Published online by Cambridge University Press: 05 October 2010
Introduction
Most central banks nowadays gear monetary policy directly towards maintaining a low and stable rate of inflation (IMF 2005: chap. 4). There are, of course, important differences between central banks. While some are explicit inflation targeters, others, such as the European Central Bank, have a numerical definition of price stability as the overriding objective of monetary policy (Gerlach and Schnabel 2000). In either case, however, an understanding of how the public forms inflation expectations is of crucial importance for policymakers.

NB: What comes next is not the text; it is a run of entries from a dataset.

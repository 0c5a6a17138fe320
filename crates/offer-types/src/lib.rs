//! Common types for the offer pricing workspace.
//!
//! This crate holds the data model shared by the purchase provider, the
//! price resolver and the configuration layer, together with the validation
//! and registry primitives every provider implementation builds on.

/// Offer, package and billing-period types.
pub mod offer;
/// Registry trait for self-registering implementations.
pub mod registry;
/// Configuration validation types for provider settings.
pub mod validation;

pub use offer::*;
pub use registry::ImplementationRegistry;
pub use validation::*;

From the 1970s onwards the idea that expectations are rational has dominated much of the literature. Lately a new view on expectations has emerged, which views economic agents as econometricians when forecasting (an extensive overview of this literature is provided by Evans and Honkapohja 2001). This approach, referred to as adaptive learning, assumes that economic agents are boundedly rational but employ statistical forecasting techniques, which allows for the possibility of a rational expectations equilibrium to be learnt in the long run. One important insight from the adaptive learning literature is that policies that may be optimal under rational expectations are not optimal when individuals use a learning process. Orphanides and Williams (2005) show that the optimal monetary policy under a learning process should respond more aggressively to inflation and become more focused on inflation stability than if expectations were rational, since tight inflation control can facilitate learning and provide better guidance for the formation of inflation expectations.